What is Column-Oriented Storage? In Contrast to Row-Oriented Storage, each column of data is stored in a seperate file, and all the column files store rows in the same order.

Column Compression

Values in a column often look quite repetitive, so they can be compressed.

Bitmap Encoding

we can take a column with n distinct values and turn it into n separate bitmaps: one bitmap for each distinct value, with one bit for each row. The bit is 1 if the row has that value, and 0 if not.

Run-length encoding

In run-length encoding, a sequence of “0, 4, 12, 2” stands for 0 zeros, 4 ones, 12 zeros, 2 ones.

Using bitmap encoding, bitwise operation can be use to speed up queries.

Column families are row-oriented: within each column family, they store all columns from a row together, along with a row key, and they do not use column compression.

Memory bandwitdth and vectorized processing

Column compression allows more rows from a column to fit in the same amount of L1 cache. Operators, such as bitwise AND and OR, can be designed to operate on such chunks of compressed column data directly.

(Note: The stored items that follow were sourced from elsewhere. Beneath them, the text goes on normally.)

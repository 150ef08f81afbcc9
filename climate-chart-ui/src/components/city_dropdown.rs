//! Dropdown selector feeding the bar chart.

use crate::state::AppState;
use climate_bindings::dashboard::CITY_DROPDOWN;
use climate_obs::City;
use dioxus::prelude::*;

/// City dropdown (`dropdown1`). Writes the chosen city to `dropdown_city`.
#[component]
pub fn CityDropdown() -> Element {
    let mut state = use_context::<AppState>();
    let selected = (state.dropdown_city)();

    let on_change = move |evt: Event<FormData>| {
        state.dropdown_city.set(evt.value());
    };

    rsx! {
        div {
            style: "margin: 8px 0;",
            label {
                r#for: CITY_DROPDOWN.as_str(),
                style: "font-weight: bold; margin-right: 8px;",
                "City: "
            }
            select {
                id: CITY_DROPDOWN.as_str(),
                onchange: on_change,
                for city in City::ALL {
                    option {
                        value: city.name(),
                        selected: city.name() == selected,
                        "{city}"
                    }
                }
            }
        }
    }
}
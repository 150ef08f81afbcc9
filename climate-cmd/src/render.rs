use climate_bindings::dashboard::{dashboard_registry, CITY_DROPDOWN, CITY_RADIO};
use climate_views::DashboardData;

/// Render one slot in a fresh session and return it as pretty JSON.
///
/// `city`, when given, is applied to both city selectors before rendering;
/// slots that read neither are unaffected.
pub fn run_render(data: DashboardData, slot: &str, city: Option<&str>) -> anyhow::Result<String> {
    let registry = dashboard_registry(data)?;
    let session = registry.open("cli");
    if let Some(city) = city {
        for input in [CITY_DROPDOWN, CITY_RADIO] {
            registry.select(&session, input.as_str(), city)?;
        }
    }
    let view = registry.view(&session, slot)?;
    Ok(serde_json::to_string_pretty(&*view)?)
}
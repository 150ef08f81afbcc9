//! Selector value validation.

use climate_obs::{City, UnknownCity};
use thiserror::Error;

/// A selector value outside the known option set. Recovered by the view
/// builders as an empty render, never surfaced to the caller.
#[derive(Error, Debug, Clone, PartialEq, Eq)]
pub enum FilterError {
    #[error("Unknown filter value {0:?}")]
    UnknownFilterValue(String),
}

impl From<UnknownCity> for FilterError {
    fn from(err: UnknownCity) -> Self {
        FilterError::UnknownFilterValue(err.0)
    }
}

/// Parse a city selector value.
pub fn parse_city(value: &str) -> Result<City, FilterError> {
    Ok(value.parse::<City>()?)
}
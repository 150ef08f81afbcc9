//! Per-viewer filter state and slot rendering.
//!
//! A [`Session`] owns the current selector values of one viewer and the
//! state of every output slot. Rendering is split in two halves so callers
//! can run update functions off the session lock:
//! [`begin_render`](Session::begin_render) moves stale slots to `Computing`
//! and hands out [`RenderJob`]s, [`finish_render`](Session::finish_render)
//! stores their views. A result for a slot that was invalidated again while
//! its job ran is discarded, so the last selection always wins.

use crate::{
    error::{BindingError, Result},
    graph::{BindingGraph, UpdateFn},
    slot::{InputId, OutputId, SlotState},
};
use climate_views::View;
use std::{collections::BTreeMap, fmt, sync::Arc};

/// Opaque id of one viewer.
#[derive(Debug, Clone, PartialEq, Eq, Hash, PartialOrd, Ord)]
pub struct SessionId(String);

impl SessionId {
    pub fn as_str(&self) -> &str {
        &self.0
    }
}

impl From<&str> for SessionId {
    fn from(id: &str) -> Self {
        SessionId(id.to_string())
    }
}

impl From<String> for SessionId {
    fn from(id: String) -> Self {
        SessionId(id)
    }
}

impl fmt::Display for SessionId {
    fn fmt(&self, f: &mut fmt::Formatter<'_>) -> fmt::Result {
        f.write_str(&self.0)
    }
}

/// Current value of every selector for one session.
#[derive(Debug, Clone, PartialEq, Eq, Default)]
pub struct FilterState(BTreeMap<InputId, String>);

impl FilterState {
    /// Every selector at its startup default.
    pub fn defaults<D>(graph: &BindingGraph<D>) -> Self {
        FilterState(
            graph
                .selectors()
                .iter()
                .map(|s| (s.id(), s.default_value().to_string()))
                .collect(),
        )
    }

    pub fn get(&self, input: InputId) -> Option<&str> {
        self.0.get(&input).map(String::as_str)
    }

    pub fn set(&mut self, input: InputId, value: impl Into<String>) {
        self.0.insert(input, value.into());
    }
}

/// One pending slot computation, detached from the session.
///
/// Holds a snapshot of the input values the update function will see, so it
/// can run on another thread while the session keeps accepting selections.
pub struct RenderJob<D> {
    output: OutputId,
    update: UpdateFn<D>,
    values: Vec<String>,
    epoch: u64,
}

impl<D> RenderJob<D> {
    pub fn output(&self) -> OutputId {
        self.output
    }

    pub fn values(&self) -> &[String] {
        &self.values
    }

    pub fn run(&self, data: &D) -> Arc<View> {
        let values: Vec<&str> = self.values.iter().map(String::as_str).collect();
        log::debug!("recomputing {} with {:?}", self.output, values);
        Arc::new((self.update)(data, &values))
    }
}

#[derive(Debug, Clone)]
pub struct Session {
    id: SessionId,
    filters: FilterState,
    slots: BTreeMap<OutputId, SlotState>,
    /// Bumped each time a slot is invalidated; stale job results are dropped
    epochs: BTreeMap<OutputId, u64>,
}

impl Session {
    /// Open a session with every selector at its default and every slot
    /// rendered.
    pub fn open<D>(id: SessionId, graph: &BindingGraph<D>, data: &D) -> Self {
        let mut session = Session::pending(id, graph);
        session.render_pending(graph, data);
        session
    }

    /// Open a session with every slot `Stale`. Used by callers that render
    /// the initial views themselves.
    pub fn pending<D>(id: SessionId, graph: &BindingGraph<D>) -> Self {
        let outputs = graph.bindings().iter().map(|b| b.output());
        Session {
            id,
            filters: FilterState::defaults(graph),
            slots: outputs.clone().map(|o| (o, SlotState::Stale)).collect(),
            epochs: outputs.map(|o| (o, 0)).collect(),
        }
    }

    pub fn id(&self) -> &SessionId {
        &self.id
    }

    pub fn filter(&self, input: InputId) -> Option<&str> {
        self.filters.get(input)
    }

    pub fn state(&self, output: OutputId) -> Option<&SlotState> {
        self.slots.get(&output)
    }

    pub fn view(&self, output: OutputId) -> Option<&Arc<View>> {
        self.slots.get(&output).and_then(SlotState::view)
    }

    /// Slots waiting for a render, in id order.
    pub fn stale(&self) -> Vec<OutputId> {
        self.slots
            .iter()
            .filter(|(_, state)| state.is_stale())
            .map(|(id, _)| *id)
            .collect()
    }

    /// Store a selector value and mark every slot bound to it `Stale`.
    ///
    /// Values outside the selector's options are accepted and logged; the
    /// bound views render them as empty charts. Returns the invalidated
    /// slots in declaration order.
    pub fn invalidate<D>(
        &mut self,
        graph: &BindingGraph<D>,
        input: &str,
        value: &str,
    ) -> Result<Vec<OutputId>> {
        let id = graph
            .input_named(input)
            .ok_or_else(|| BindingError::UnknownInput(input.to_string()))?;
        if let Some(selector) = graph.selector(id) {
            if !selector.accepts(value) {
                log::warn!("session {}: {} set to unknown value {:?}", self.id, id, value);
            }
        }
        self.filters.set(id, value);

        let outputs: Vec<OutputId> = graph.dependents(id).map(|b| b.output()).collect();
        for output in &outputs {
            self.mark_stale(*output);
        }
        Ok(outputs)
    }

    /// Move every `Stale` slot to `Computing` and return the jobs that
    /// recompute them, in declaration order.
    pub fn begin_render<D>(&mut self, graph: &BindingGraph<D>) -> Vec<RenderJob<D>> {
        let mut jobs = Vec::new();
        for binding in graph.bindings() {
            let output = binding.output();
            let Some(state) = self.slots.get_mut(&output) else {
                continue;
            };
            if !state.is_stale() {
                continue;
            }
            *state = SlotState::Computing;
            let values = binding
                .inputs()
                .iter()
                .map(|input| self.filters.get(*input).unwrap_or_default().to_string())
                .collect();
            jobs.push(RenderJob {
                output,
                update: binding.update(),
                values,
                epoch: self.epochs.get(&output).copied().unwrap_or_default(),
            });
        }
        jobs
    }

    /// Store the view computed by `job`. Returns `false` and leaves the slot
    /// alone if the slot was invalidated after the job was handed out.
    pub fn finish_render<D>(&mut self, job: &RenderJob<D>, view: Arc<View>) -> bool {
        let current = self.epochs.get(&job.output).copied() == Some(job.epoch);
        match self.slots.get_mut(&job.output) {
            Some(state) if current && matches!(state, SlotState::Computing) => {
                *state = SlotState::Rendered(view);
                true
            }
            _ => {
                log::debug!("session {}: dropping outdated render of {}", self.id, job.output);
                false
            }
        }
    }

    /// Put a slot whose job never produced a view back to `Stale`, so the
    /// next dispatch picks it up again. Returns `false` if the slot moved on
    /// since the job was handed out.
    pub fn abandon_render<D>(&mut self, job: &RenderJob<D>) -> bool {
        let current = self.epochs.get(&job.output).copied() == Some(job.epoch);
        match self.slots.get_mut(&job.output) {
            Some(state) if current && matches!(state, SlotState::Computing) => {
                log::warn!("session {}: render of {} abandoned", self.id, job.output);
                *state = SlotState::Stale;
                true
            }
            _ => false,
        }
    }

    /// Render every `Stale` slot in place. Returns the slots rendered.
    pub fn render_pending<D>(&mut self, graph: &BindingGraph<D>, data: &D) -> Vec<OutputId> {
        let jobs = self.begin_render(graph);
        let mut rendered = Vec::with_capacity(jobs.len());
        for job in &jobs {
            let view = job.run(data);
            if self.finish_render(job, view) {
                rendered.push(job.output);
            }
        }
        rendered
    }

    /// Change one selector and recompute the slots bound to it.
    pub fn select<D>(
        &mut self,
        graph: &BindingGraph<D>,
        data: &D,
        input: &str,
        value: &str,
    ) -> Result<Vec<OutputId>> {
        self.invalidate(graph, input, value)?;
        Ok(self.render_pending(graph, data))
    }

    /// Recompute one slot with the current selector values.
    pub fn refresh<D>(
        &mut self,
        graph: &BindingGraph<D>,
        data: &D,
        output: &str,
    ) -> Result<Arc<View>> {
        let id = graph
            .output_named(output)
            .ok_or_else(|| BindingError::UnknownOutput(output.to_string()))?;
        self.mark_stale(id);
        self.render_pending(graph, data);
        self.view(id).cloned().ok_or(BindingError::NotRendered(id))
    }

    fn mark_stale(&mut self, output: OutputId) {
        if let Some(state) = self.slots.get_mut(&output) {
            *state = SlotState::Stale;
        }
        *self.epochs.entry(output).or_default() += 1;
    }
}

Sort Order in Column Storage

We can choose to impose an order on rows, and use that as an indexing mechanism. A second column can determine the sort order of any rows that have the same value in the first column. Another advantage of sorted order is that it can help with compression of columns.

Several different sort orders

Different queries benefit from different sort orders, so why not store the same data sorted in several different ways? Data needs to be replicated to multiple machines anyway.

Writing to Column-Oriented Storage

Write data to an in-memory store first and then merge the in-memory store with the column files on disk and written to new files in bulk.